We all know peonies for their audaciously large, colorful flowers.
But they also have been used medicinally by the Chinese and Europeans for ailments such as pain relief, gall stones, and bad dreams.
We mostly grow them, though, for their flowers.
Herbaceous peonies are the most familiar. These two- to four-foot-tall and wide plants have floppy, softball-sized, single or double flowers in colors ranging from deep burgundy to white.
I love Festiva Maxima for its double, white-splashed-with-red, strongly fragrant flowers.
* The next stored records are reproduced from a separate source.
// SPDX-License-Identifier: BUSL-1.1
// Copyright (c) 2026 Alfred Jean LLC

//! Test harness: a scripted `webinspectord` stand-in served on a real
//! Unix-domain socket, so end-to-end scenarios exercise the full stack:
//! socket transport, framing codec, demultiplexer, registry, dispatcher,
//! and orchestrator.

use std::path::PathBuf;
use std::sync::Arc;

use plist::{Dictionary, Value};
use tokio::io::{AsyncReadExt, AsyncWriteExt};
use tokio::net::{UnixListener, UnixStream};
use tokio::sync::Mutex;

use wirclient::wire::{self, keys, FrameDecoder};

/// Behavior knobs for the fake daemon.
#[derive(Debug, Clone)]
pub struct DaemonSpec {
    /// `(app_id, bundle_id)` pairs reported on the handshake.
    pub apps: Vec<(String, String)>,
    /// `(page_id, url, title)` listing entries served per app.
    pub pages: Vec<(u32, String, String)>,
    /// Target announced after a sender-key handoff.
    pub target_id: String,
    /// When false, wrapped commands are rejected with the no-Target-domain
    /// error, forcing the client to downgrade.
    pub supports_targets: bool,
}

impl Default for DaemonSpec {
    fn default() -> Self {
        Self {
            apps: vec![("PID:42".to_owned(), "io.appium.bundle".to_owned())],
            pages: vec![(1, "https://x".to_owned(), "x".to_owned())],
            target_id: "page-3".to_owned(),
            supports_targets: true,
        }
    }
}

/// A fake daemon listening on a Unix socket in a temp directory.
pub struct FakeInspectord {
    pub socket_path: PathBuf,
    /// Selectors received, in order.
    pub selectors: Arc<Mutex<Vec<String>>>,
    /// Protocol methods received (inner methods for wrapped commands).
    pub methods: Arc<Mutex<Vec<String>>>,
    _dir: tempfile::TempDir,
}

impl FakeInspectord {
    /// Bind the socket and serve a single connection with the given spec.
    pub async fn spawn(spec: DaemonSpec) -> anyhow::Result<Self> {
        let dir = tempfile::tempdir()?;
        let socket_path = dir.path().join("webinspectord.sock");
        let listener = UnixListener::bind(&socket_path)?;

        let selectors = Arc::new(Mutex::new(Vec::new()));
        let methods = Arc::new(Mutex::new(Vec::new()));

        let task_selectors = Arc::clone(&selectors);
        let task_methods = Arc::clone(&methods);
        tokio::spawn(async move {
            let Ok((stream, _)) = listener.accept().await else {
                return;
            };
            let _ = serve(stream, spec, task_selectors, task_methods).await;
        });

        Ok(Self { socket_path, selectors, methods, _dir: dir })
    }

    pub async fn saw_selector(&self, selector: &str) -> bool {
        self.selectors.lock().await.iter().any(|s| s == selector)
    }

    pub async fn methods(&self) -> Vec<String> {
        self.methods.lock().await.clone()
    }
}

async fn serve(
    mut stream: UnixStream,
    spec: DaemonSpec,
    selectors: Arc<Mutex<Vec<String>>>,
    methods: Arc<Mutex<Vec<String>>>,
) -> anyhow::Result<()> {
    let mut decoder = FrameDecoder::default();
    let mut buf = vec![0u8; 16 * 1024];
    loop {
        let n = stream.read(&mut buf).await?;
        if n == 0 {
            return Ok(());
        }
        for record in decoder.feed(&buf[..n])? {
            for reply in
                respond(&record, &spec, &selectors, &methods).await?
            {
                stream.write_all(&wire::encode_record(&reply)?).await?;
            }
        }
    }
}

/// Compute the scripted replies for one inbound record.
async fn respond(
    record: &Value,
    spec: &DaemonSpec,
    selectors: &Arc<Mutex<Vec<String>>>,
    methods: &Arc<Mutex<Vec<String>>>,
) -> anyhow::Result<Vec<Value>> {
    let Some(dict) = record.as_dictionary() else {
        return Ok(Vec::new());
    };
    let selector =
        dict.get(keys::SELECTOR).and_then(Value::as_string).unwrap_or_default().to_owned();
    selectors.lock().await.push(selector.clone());

    let empty = Dictionary::new();
    let argument = dict.get(keys::ARGUMENT).and_then(Value::as_dictionary).unwrap_or(&empty);
    let app_id = argument
        .get(keys::APPLICATION_ID)
        .and_then(Value::as_string)
        .unwrap_or("PID:42")
        .to_owned();

    match selector.as_str() {
        keys::REPORT_IDENTIFIER => {
            let mut setup = Dictionary::new();
            setup.insert(
                keys::SIMULATOR_NAME.to_owned(),
                Value::String("iPhone Simulator".to_owned()),
            );
            setup.insert(keys::SIMULATOR_BUILD.to_owned(), Value::String("WP42FJ".to_owned()));
            Ok(vec![
                wire_record(keys::REPORT_SETUP, setup),
                app_list_record(&spec.apps),
            ])
        }
        keys::FORWARD_GET_LISTING => Ok(vec![listing_record(&app_id, &spec.pages)]),
        keys::FORWARD_SOCKET_SETUP => {
            let created = serde_json::json!({
                "method": "Target.targetCreated",
                "params": { "targetInfo": { "targetId": spec.target_id, "type": "page" } },
            });
            Ok(vec![data_record(&app_id, &created)])
        }
        keys::FORWARD_SOCKET_DATA => {
            let data = argument
                .get(keys::SOCKET_DATA)
                .and_then(Value::as_data)
                .map(<[u8]>::to_vec)
                .unwrap_or_default();
            let Ok(outer) = serde_json::from_slice::<serde_json::Value>(&data) else {
                return Ok(Vec::new());
            };

            let wrapped = outer["method"] == "Target.sendMessageToTarget";
            if wrapped && !spec.supports_targets {
                let reject = serde_json::json!({
                    "id": outer["id"],
                    "error": { "message": "'Target' domain was not found" },
                });
                return Ok(vec![data_record(&app_id, &reject)]);
            }

            let inner = if wrapped {
                serde_json::from_str(outer["params"]["message"].as_str().unwrap_or_default())
                    .unwrap_or_default()
            } else {
                outer.clone()
            };
            let method = inner["method"].as_str().unwrap_or_default().to_owned();
            methods.lock().await.push(method.clone());

            let Some(id) = inner["id"].as_u64() else {
                return Ok(Vec::new());
            };
            let ack = if method == "Runtime.evaluate" {
                // Canned evaluation result; the client unwraps to `1`.
                serde_json::json!({
                    "id": id,
                    "result": { "result": { "type": "number", "value": 1 } },
                })
            } else {
                serde_json::json!({ "id": id, "result": {} })
            };
            Ok(vec![data_record(&app_id, &ack)])
        }
        _ => Ok(Vec::new()),
    }
}

// -- Record builders ----------------------------------------------------------

fn wire_record(selector: &str, argument: Dictionary) -> Value {
    let mut dict = Dictionary::new();
    dict.insert(keys::SELECTOR.to_owned(), Value::String(selector.to_owned()));
    dict.insert(keys::ARGUMENT.to_owned(), Value::Dictionary(argument));
    Value::Dictionary(dict)
}

fn app_list_record(apps: &[(String, String)]) -> Value {
    let mut table = Dictionary::new();
    for (id, bundle) in apps {
        let mut entry = Dictionary::new();
        entry.insert(keys::APPLICATION_BUNDLE_ID.to_owned(), Value::String(bundle.clone()));
        entry.insert(keys::IS_APPLICATION_ACTIVE.to_owned(), Value::Integer(1.into()));
        entry.insert(keys::IS_APPLICATION_PROXY.to_owned(), Value::Boolean(false));
        table.insert(id.clone(), Value::Dictionary(entry));
    }
    let mut argument = Dictionary::new();
    argument.insert(keys::APPLICATION_DICTIONARY.to_owned(), Value::Dictionary(table));
    wire_record(keys::REPORT_CONNECTED_APPLICATION_LIST, argument)
}

fn listing_record(app_id: &str, pages: &[(u32, String, String)]) -> Value {
    let mut listing = Dictionary::new();
    for (page_id, url, title) in pages {
        let mut page = Dictionary::new();
        page.insert(keys::TYPE.to_owned(), Value::String(keys::TYPE_WEB.to_owned()));
        page.insert(keys::PAGE_ID.to_owned(), Value::Integer((*page_id).into()));
        page.insert(keys::URL.to_owned(), Value::String(url.clone()));
        page.insert(keys::TITLE.to_owned(), Value::String(title.clone()));
        listing.insert(page_id.to_string(), Value::Dictionary(page));
    }
    let mut argument = Dictionary::new();
    argument.insert(keys::APPLICATION_ID.to_owned(), Value::String(app_id.to_owned()));
    argument.insert(keys::LISTING.to_owned(), Value::Dictionary(listing));
    wire_record(keys::APPLICATION_SENT_LISTING, argument)
}

/// Wrap a JSON message the way the daemon forwards app data.
pub fn data_record(app_id: &str, msg: &serde_json::Value) -> Value {
    let mut argument = Dictionary::new();
    argument.insert(keys::APPLICATION_ID.to_owned(), Value::String(app_id.to_owned()));
    argument.insert(keys::MESSAGE_DATA.to_owned(), Value::Data(msg.to_string().into_bytes()));
    wire_record(keys::APPLICATION_SENT_DATA, argument)
}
I also like the tree peonies.
These woody plants can grow to five feet tall with a stately structure. The yellow colored varieties, such as High Noon, are particularly stunning.
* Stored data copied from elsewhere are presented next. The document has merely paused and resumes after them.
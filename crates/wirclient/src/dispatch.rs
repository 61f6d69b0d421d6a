// SPDX-License-Identifier: BUSL-1.1
// Copyright (c) 2026 Alfred Jean LLC

//! Request dispatcher: sequence-id allocation, the correlation map, and the
//! send path with its protocol downgrade/upgrade retries.
//!
//! The correlation map is keyed by integer message id and holds nothing but
//! pending request waiters; spontaneous events travel on the typed event
//! stream instead, so the two can never collide.

use std::collections::HashMap;
use std::sync::atomic::{AtomicBool, AtomicU64, Ordering};
use std::sync::Arc;
use std::time::Duration;

use tokio::sync::{oneshot, Mutex, RwLock};
use tracing::{debug, warn};

use crate::error::{CommandError, Error, Result};
use crate::message::{self, Envelope, Shape, Wrap};
use crate::registry::TargetRegistry;
use crate::transport::TransportTx;

/// Resolution of one protocol command.
pub type CommandOutcome = std::result::Result<serde_json::Value, CommandError>;

/// Substrings of command errors that trigger a protocol-level retry.
const TARGET_DOMAIN_MISSING: &str = "'target' domain was not found";
const RETRY_AFTER_TARGET: [&str; 3] =
    ["domain was not found", "some arguments of method", "missing target"];

// -- Correlation map ----------------------------------------------------------

enum Waiter {
    /// Resolves the caller with the outcome.
    Response(oneshot::Sender<CommandOutcome>),
    /// Ack of a `Target.sendMessageToTarget` wrapper: an error fails the
    /// primary waiter, success is ignored.
    WrapperOf(u64),
    /// Fire-and-forget send: errors are surfaced in the log only.
    ErrorLog { method: String },
}

/// Pending request waiters keyed by message id. Entries are removed on
/// first delivery; a send that times out removes its own entries.
#[derive(Default)]
pub struct CorrelationMap {
    inner: Mutex<HashMap<u64, Waiter>>,
}

impl CorrelationMap {
    pub async fn register_response(&self, id: u64) -> oneshot::Receiver<CommandOutcome> {
        let (tx, rx) = oneshot::channel();
        self.inner.lock().await.insert(id, Waiter::Response(tx));
        rx
    }

    pub async fn register_wrapper(&self, wrapper_id: u64, primary_id: u64) {
        self.inner.lock().await.insert(wrapper_id, Waiter::WrapperOf(primary_id));
    }

    pub async fn register_error_log(&self, id: u64, method: &str) {
        self.inner.lock().await.insert(id, Waiter::ErrorLog { method: method.to_owned() });
    }

    /// Deliver an outcome to the waiter for `id`. Returns false when no
    /// waiter was registered (stale or unknown reply).
    pub async fn deliver(&self, id: u64, outcome: CommandOutcome) -> bool {
        let mut current = (id, outcome);
        loop {
            let waiter = self.inner.lock().await.remove(&current.0);
            match waiter {
                Some(Waiter::Response(tx)) => {
                    let _ = tx.send(current.1);
                    return true;
                }
                Some(Waiter::WrapperOf(primary)) => match current.1 {
                    // Wrapper acks are ignored unless they carry an error.
                    Ok(_) => return true,
                    Err(err) => current = (primary, Err(err)),
                },
                Some(Waiter::ErrorLog { method }) => {
                    if let Err(err) = current.1 {
                        warn!(method, %err, "fire-and-forget command failed");
                    }
                    return true;
                }
                None => return false,
            }
        }
    }

    pub async fn remove(&self, id: u64) -> bool {
        self.inner.lock().await.remove(&id).is_some()
    }

    pub async fn contains(&self, id: u64) -> bool {
        self.inner.lock().await.contains_key(&id)
    }

    /// Drop every waiter. Outstanding sends are left to their timeouts.
    pub async fn clear(&self) {
        self.inner.lock().await.clear();
    }
}

// -- Dispatcher ---------------------------------------------------------------

/// Per-send routing options.
#[derive(Debug, Clone, Default)]
pub struct SendOpts {
    pub app_id: Option<String>,
    pub page_id: Option<u32>,
    /// Explicit target, overriding the registry lookup.
    pub target_id: Option<String>,
    pub timeout: Option<Duration>,
}

impl SendOpts {
    pub fn page(app_id: impl Into<String>, page_id: u32) -> Self {
        Self { app_id: Some(app_id.into()), page_id: Some(page_id), ..Default::default() }
    }
}

/// Owns the write half of the connection and the correlation map.
pub struct Dispatcher {
    next_id: AtomicU64,
    correlation: Arc<CorrelationMap>,
    registry: Arc<TargetRegistry>,
    tx: TransportTx,
    /// Whether commands are wrapped in `Target.sendMessageToTarget`. Starts
    /// true and is flipped once when the daemon reports no Target domain.
    target_based: AtomicBool,
    identity: RwLock<Envelope>,
    send_timeout: Duration,
    target_wait: Duration,
}

impl Dispatcher {
    pub fn new(
        correlation: Arc<CorrelationMap>,
        registry: Arc<TargetRegistry>,
        tx: TransportTx,
        send_timeout: Duration,
        target_wait: Duration,
    ) -> Self {
        Self {
            next_id: AtomicU64::new(1),
            correlation,
            registry,
            tx,
            target_based: AtomicBool::new(true),
            identity: RwLock::new(Envelope::default()),
            send_timeout,
            target_wait,
        }
    }

    pub fn next_id(&self) -> u64 {
        self.next_id.fetch_add(1, Ordering::Relaxed)
    }

    pub fn is_target_based(&self) -> bool {
        self.target_based.load(Ordering::Relaxed)
    }

    pub fn set_target_based(&self, enabled: bool) {
        self.target_based.store(enabled, Ordering::Relaxed);
    }

    pub fn correlation(&self) -> &Arc<CorrelationMap> {
        &self.correlation
    }

    /// Install the session identity used in every envelope.
    pub async fn set_identity(&self, connection_id: &str, sender_id: &str) {
        let mut identity = self.identity.write().await;
        identity.connection_id = Some(connection_id.to_owned());
        identity.sender_id = Some(sender_id.to_owned());
    }

    async fn envelope(&self, opts: &SendOpts) -> Envelope {
        let mut envelope = self.identity.read().await.clone();
        envelope.app_id = opts.app_id.clone();
        envelope.page_id = opts.page_id;
        envelope
    }

    /// Send a prebuilt meta-command record. Replies (when any) arrive as
    /// selector events and are awaited by the orchestrator.
    pub async fn send_record(&self, record: &plist::Value) -> Result<()> {
        self.tx.send_record(record).await
    }

    /// Issue one WebKit protocol command and await its reply.
    ///
    /// With `wait_for_response = false` the future resolves as soon as the
    /// transport accepts the bytes; a later error reply is only logged.
    pub async fn send(
        &self,
        method: &str,
        params: serde_json::Value,
        opts: &SendOpts,
        wait_for_response: bool,
    ) -> Result<serde_json::Value> {
        let timeout = opts.timeout.unwrap_or(self.send_timeout);
        let mut target = self.resolve_target(opts).await;
        let mut waited_for_target = false;

        loop {
            let outcome =
                self.send_once(method, params.clone(), opts, target.as_deref(), wait_for_response, timeout).await?;
            let err = match outcome {
                Ok(value) => return Ok(value),
                Err(err) => err,
            };

            // Old devices have no Target domain at all: unwrap and stay
            // unwrapped for the rest of the session.
            if self.is_target_based() && err.message_contains(TARGET_DOMAIN_MISSING) {
                debug!(method, "no Target domain, downgrading to direct protocol");
                self.set_target_based(false);
                continue;
            }

            // The target may simply not exist yet; give it one chance to
            // appear, then retry.
            let retryable = RETRY_AFTER_TARGET.iter().any(|probe| err.message_contains(probe));
            if retryable && opts.app_id.is_some() && !waited_for_target {
                waited_for_target = true;
                target = self.wait_for_target(opts).await.or(target);
                continue;
            }

            return Err(Error::Command(err));
        }
    }

    async fn send_once(
        &self,
        method: &str,
        params: serde_json::Value,
        opts: &SendOpts,
        target: Option<&str>,
        wait_for_response: bool,
        timeout: Duration,
    ) -> Result<CommandOutcome> {
        let envelope = self.envelope(opts).await;
        let msg_id = self.next_id();

        let wrap_target = if self.is_target_based() && message::shape_for(method) != Shape::Direct
        {
            target
        } else {
            None
        };
        let wrapper_id = wrap_target.map(|_| self.next_id());
        let wrap = match (wrap_target, wrapper_id) {
            (Some(target_id), Some(wrapper_msg_id)) => Some(Wrap { target_id, wrapper_msg_id }),
            _ => None,
        };

        let record = message::protocol_command(&envelope, method, params, msg_id, wrap)?;

        let rx = if wait_for_response {
            let rx = self.correlation.register_response(msg_id).await;
            if let Some(wrapper_id) = wrapper_id {
                self.correlation.register_wrapper(wrapper_id, msg_id).await;
            }
            Some(rx)
        } else {
            self.correlation.register_error_log(msg_id, method).await;
            if let Some(wrapper_id) = wrapper_id {
                self.correlation.register_error_log(wrapper_id, method).await;
            }
            None
        };

        if let Err(err) = self.tx.send_record(&record).await {
            self.correlation.remove(msg_id).await;
            if let Some(wrapper_id) = wrapper_id {
                self.correlation.remove(wrapper_id).await;
            }
            return Err(err);
        }

        let Some(rx) = rx else {
            return Ok(Ok(serde_json::Value::Null));
        };

        // A dropped sender (disconnect) leaves the wait to its timeout.
        let reply = async move {
            match rx.await {
                Ok(outcome) => outcome,
                Err(_) => std::future::pending().await,
            }
        };
        let outcome = match tokio::time::timeout(timeout, reply).await {
            Ok(outcome) => outcome,
            Err(_) => {
                self.correlation.remove(msg_id).await;
                if let Some(wrapper_id) = wrapper_id {
                    self.correlation.remove(wrapper_id).await;
                }
                return Err(Error::Timeout(format!("{method} after {timeout:?}")));
            }
        };
        // The primary waiter is gone; drop the wrapper entry with it.
        if let Some(wrapper_id) = wrapper_id {
            self.correlation.remove(wrapper_id).await;
        }
        Ok(outcome)
    }

    async fn resolve_target(&self, opts: &SendOpts) -> Option<String> {
        if let Some(target) = opts.target_id.clone() {
            return Some(target);
        }
        match (opts.app_id.as_deref(), opts.page_id) {
            (Some(app), Some(page)) => self.registry.get(app, page).await,
            _ => None,
        }
    }

    /// Poll the registry until a target exists for the addressed page.
    async fn wait_for_target(&self, opts: &SendOpts) -> Option<String> {
        let (Some(app), Some(page)) = (opts.app_id.as_deref(), opts.page_id) else {
            return None;
        };
        let deadline = tokio::time::Instant::now() + self.target_wait;
        loop {
            if let Some(target) = self.registry.get(app, page).await {
                return Some(target);
            }
            if tokio::time::Instant::now() >= deadline {
                warn!(app, page, "no target appeared within {:?}", self.target_wait);
                return None;
            }
            tokio::time::sleep(Duration::from_millis(100)).await;
        }
    }
}

#[cfg(test)]
#[path = "dispatch_tests.rs"]
mod tests;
Intersectional peonies are a cross between the herbaceous and tree peonies.
Varieties such as Julia Rose feature a large plant that holds its flowers upright without support, but dies back to the ground each winter.
Peonies grow best in full to part sun, on well-drained soil -- and like my cat, don’t like to be moved.
Plant the crown so it’s only one to two inches below the soil line.
Support your herbaceous peonies now with rings or cages so the large flowers won't flop over.
If you must move or divide your peonies, do so in September.
Peonies will stop flowering if they're planted too deep, get too much shade or fertilizer, or are overcrowded.
There are few diseases that attack peonies, but one I see during wet springs is botrytis blight. This fungus causes the flower buds to dry and shrivel before opening. Give plants plenty of space to allow the leaves to stay dry.